(Saved entries)
########################################

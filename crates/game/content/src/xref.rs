//! Read-only lookups into the tables records refer to.
//!
//! Moves name their types; creatures name types, moves, items, abilities and
//! other creatures. [`CrossRefs`] gathers the display names of each table so
//! a front end can offer them as choices and flag references that point
//! nowhere.

use dex_core::{CreatureRecord, EvolutionTrigger, KeyStyle, MoveRecord};

use crate::data_dir::{DataDir, TableKind};
use crate::document::Document;
use crate::error::Result;

/// Display names of the records in `section`, in stored order.
///
/// A missing section yields an empty list.
pub fn list_keys(document: &Document, section: &str, style: KeyStyle) -> Vec<String> {
    document
        .keys(section)
        .into_iter()
        .map(|key| style.display_name(key))
        .collect()
}

/// A reference that does not name any known entry.
#[derive(Clone, Debug, PartialEq, Eq)]
pub struct DanglingRef {
    /// Field path in the referring record, e.g. `moves[1].move`.
    pub field: String,
    pub value: String,
    pub table: TableKind,
}

/// Display names of every referenced table.
#[derive(Clone, Debug, Default)]
pub struct CrossRefs {
    style: KeyStyle,
    moves: Vec<String>,
    pokemon: Vec<String>,
    types: Vec<String>,
    items: Vec<String>,
    abilities: Vec<String>,
}

impl CrossRefs {
    pub fn new(style: KeyStyle) -> Self {
        Self {
            style,
            ..Self::default()
        }
    }

    /// Loads every table of `dir`. Missing files leave their list empty;
    /// unreadable or malformed files are errors.
    pub fn load(dir: &DataDir, style: KeyStyle) -> Result<Self> {
        use strum::IntoEnumIterator;

        let mut refs = Self::new(style);
        for kind in TableKind::iter() {
            if let Some(document) = dir.load_optional(kind)? {
                refs.insert(kind, &document);
            }
        }

        tracing::debug!(
            "Cross references loaded: {} moves, {} pokemon, {} types, {} items, {} abilities",
            refs.moves.len(),
            refs.pokemon.len(),
            refs.types.len(),
            refs.items.len(),
            refs.abilities.len()
        );

        Ok(refs)
    }

    /// Replaces the names for `kind` with those of `document`.
    pub fn insert(&mut self, kind: TableKind, document: &Document) {
        *self.list_mut(kind) = list_keys(document, kind.section(), self.style);
    }

    /// Builder-style [`CrossRefs::insert`].
    pub fn with(mut self, kind: TableKind, document: &Document) -> Self {
        self.insert(kind, document);
        self
    }

    pub fn list(&self, kind: TableKind) -> &[String] {
        match kind {
            TableKind::Moves => &self.moves,
            TableKind::Pokemon => &self.pokemon,
            TableKind::Types => &self.types,
            TableKind::Items => &self.items,
            TableKind::Abilities => &self.abilities,
        }
    }

    fn list_mut(&mut self, kind: TableKind) -> &mut Vec<String> {
        match kind {
            TableKind::Moves => &mut self.moves,
            TableKind::Pokemon => &mut self.pokemon,
            TableKind::Types => &mut self.types,
            TableKind::Items => &mut self.items,
            TableKind::Abilities => &mut self.abilities,
        }
    }

    /// Whether `value` names an entry of `kind`.
    ///
    /// The `"None"` sentinel always resolves, and a table with no entries
    /// cannot be checked, so everything resolves against it.
    pub fn resolves(&self, kind: TableKind, value: &str) -> bool {
        let names = self.list(kind);
        if value == dex_core::NONE || names.is_empty() {
            return true;
        }
        let key = self.style.key_for(value);
        names.iter().any(|name| self.style.key_for(name) == key)
    }

    pub fn check_move(&self, record: &MoveRecord) -> Vec<DanglingRef> {
        let mut dangling = Vec::new();
        self.check(&mut dangling, "type1", &record.type1, TableKind::Types);
        self.check(&mut dangling, "type2", &record.type2, TableKind::Types);
        dangling
    }

    pub fn check_creature(&self, record: &CreatureRecord) -> Vec<DanglingRef> {
        let mut dangling = Vec::new();
        self.check(&mut dangling, "type1", &record.type1, TableKind::Types);
        self.check(&mut dangling, "type2", &record.type2, TableKind::Types);
        for (i, ability) in record.abilities.iter().enumerate() {
            let field = format!("abilities[{i}]");
            self.check(&mut dangling, &field, ability, TableKind::Abilities);
        }
        for (i, entry) in record.moves.iter().enumerate() {
            let field = format!("moves[{i}].move");
            self.check(&mut dangling, &field, &entry.move_name, TableKind::Moves);
        }
        for (i, evolution) in record.evolutions.iter().enumerate() {
            let field = format!("evolutions[{i}].pkm");
            self.check(&mut dangling, &field, &evolution.target, TableKind::Pokemon);
            if let EvolutionTrigger::Item(item) = &evolution.trigger {
                let field = format!("evolutions[{i}].value");
                self.check(&mut dangling, &field, item, TableKind::Items);
            }
        }
        dangling
    }

    fn check(&self, out: &mut Vec<DanglingRef>, field: &str, value: &str, table: TableKind) {
        if !self.resolves(table, value) {
            out.push(DanglingRef {
                field: field.to_string(),
                value: value.to_string(),
                table,
            });
        }
    }
}

#[cfg(test)]
mod tests {
    use super::*;
    use dex_core::{Evolution, EvolutionTrigger};
    use std::path::Path;

    fn doc(text: &str) -> Document {
        Document::parse(text, Path::new("inline")).unwrap()
    }

    fn refs() -> CrossRefs {
        CrossRefs::new(KeyStyle::Underscore)
            .with(TableKind::Types, &doc("[Types.Normal]\n[Types.Grass]\n"))
            .with(
                TableKind::Moves,
                &doc("[Moves.Tackle]\n[Moves.Vine_Whip]\n"),
            )
            .with(TableKind::Items, &doc("[Items.Leaf_Stone]\n"))
            .with(TableKind::Pokemon, &doc("[Pokemon.Ivysaur]\n"))
    }

    #[test]
    fn test_list_keys_returns_display_names() {
        let moves = doc("[Moves.Tackle]\n[Moves.Vine_Whip]\n");
        assert_eq!(
            list_keys(&moves, "Moves", KeyStyle::Underscore),
            vec!["Tackle", "Vine Whip"]
        );
        assert!(list_keys(&moves, "Abilities", KeyStyle::Underscore).is_empty());
    }

    #[test]
    fn test_check_creature_flags_unknown_references() {
        let mut c = CreatureRecord::new("Bulbasaur");
        c.type1 = "Grass".to_string();
        c.add_move(1, "Tackle");
        c.add_move(3, "Vine Whip");
        c.add_move(9, "Razor Leaf");
        c.add_evolution(Evolution::new("Ivysaur"));
        c.add_evolution(Evolution::with_trigger(
            "Venusaur",
            EvolutionTrigger::Item("Moon Stone".to_string()),
        ));

        let dangling = refs().check_creature(&c);
        let fields: Vec<_> = dangling.iter().map(|d| d.field.as_str()).collect();
        assert_eq!(
            fields,
            vec!["moves[2].move", "evolutions[1].pkm", "evolutions[1].value"]
        );
        assert_eq!(dangling[0].table, TableKind::Moves);
        assert_eq!(dangling[0].value, "Razor Leaf");
    }

    #[test]
    fn test_empty_table_and_sentinel_always_resolve() {
        let refs = refs();
        assert!(refs.resolves(TableKind::Types, "None"));
        assert!(refs.resolves(TableKind::Abilities, "Overgrow"));
        assert!(!refs.resolves(TableKind::Types, "Fire"));
    }

    #[test]
    fn test_check_move_types() {
        let mut m = MoveRecord::new("Ember");
        m.type1 = "Fire".to_string();

        let dangling = refs().check_move(&m);
        assert_eq!(dangling.len(), 1);
        assert_eq!(dangling[0].field, "type1");
    }
}
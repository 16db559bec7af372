//! crates/logging/src/tracing_macros.rs
//! Severity macros for the `tracing` build.
//!
//! Same call syntax as the self-contained macros, but each expands to the
//! matching `tracing` macro with a `call_site` field. Performance records use
//! `info!` with [`PERF_TARGET`](crate::PERF_TARGET) as target. Debug elision
//! still follows the calling crate's `debug_assertions`.
//!
//! Under a host-installed subscriber these events are filtered by the host's
//! layers; [`set_level`](crate::set_level) reaches only `RecordLayer`.

#[doc(hidden)]
#[macro_export]
macro_rules! __log_event {
    ($mac:ident, $target:expr, $fmt:literal $($arg:tt)*) => {
        $crate::__private::tracing::$mac!(
            target: $target,
            call_site = %$crate::call_site!(),
            $fmt $($arg)*
        )
    };
    ($mac:ident, $target:expr, $message:expr $(,)?) => {
        $crate::__log_event!($mac, $target, "{}", $message)
    };
}

#[doc(hidden)]
#[macro_export]
macro_rules! __assert_log {
    ($cond:expr, $($arg:tt)+) => {
        if !$cond {
            $crate::__log_event!(error, ::core::module_path!(), $($arg)+);
        }
    };
}

/// Emits a `tracing::error!` event.
///
/// ```
/// use logging::{drain_records, init, log_error, LogConfig, Severity};
///
/// init(LogConfig::capture());
/// log_error!("cannot open {}", "db.sqlite");
///
/// let records = drain_records();
/// assert_eq!(records[0].severity(), Severity::Error);
/// assert_eq!(records[0].message(), "cannot open db.sqlite");
/// ```
#[macro_export]
macro_rules! log_error {
    ($($arg:tt)+) => {
        $crate::__log_event!(error, ::core::module_path!(), $($arg)+)
    };
}

/// Emits a `tracing::warn!` event.
#[macro_export]
macro_rules! log_warning {
    ($($arg:tt)+) => {
        $crate::__log_event!(warn, ::core::module_path!(), $($arg)+)
    };
}

/// Emits a `tracing::info!` event targeted at [`PERF_TARGET`](crate::PERF_TARGET).
#[macro_export]
macro_rules! log_perf {
    ($($arg:tt)+) => {
        $crate::__log_event!(info, $crate::PERF_TARGET, $($arg)+)
    };
}

/// Emits a `tracing::info!` event.
#[macro_export]
macro_rules! log_info {
    ($($arg:tt)+) => {
        $crate::__log_event!(info, ::core::module_path!(), $($arg)+)
    };
}

/// Emits a `tracing::debug!` event in debug builds only.
#[macro_export]
macro_rules! log_debug {
    ($($arg:tt)+) => {{
        #[cfg(debug_assertions)]
        $crate::__log_event!(debug, ::core::module_path!(), $($arg)+);
    }};
}

/// Emits a `tracing::trace!` event in debug builds only.
#[macro_export]
macro_rules! log_verbose {
    ($($arg:tt)+) => {{
        #[cfg(debug_assertions)]
        $crate::__log_event!(trace, ::core::module_path!(), $($arg)+);
    }};
}

/// Emits a `tracing::error!` event when `cond` is false, in debug builds only.
#[macro_export]
macro_rules! log_assert {
    ($cond:expr $(,)?) => {
        $crate::log_assert!($cond, "assertion failed: {}", ::core::stringify!($cond))
    };
    ($cond:expr, $($arg:tt)+) => {{
        #[cfg(debug_assertions)]
        $crate::__assert_log!($cond, $($arg)+);
    }};
}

########################################

### HOW TO COMPLETE THIS TASK
In the data above, find each line that uses the string "fields". Copy it.

### THE ANSWER
        let fields: Vec<_> = dangling.iter().map(|d| d.field.as_str()).collect();
            fields,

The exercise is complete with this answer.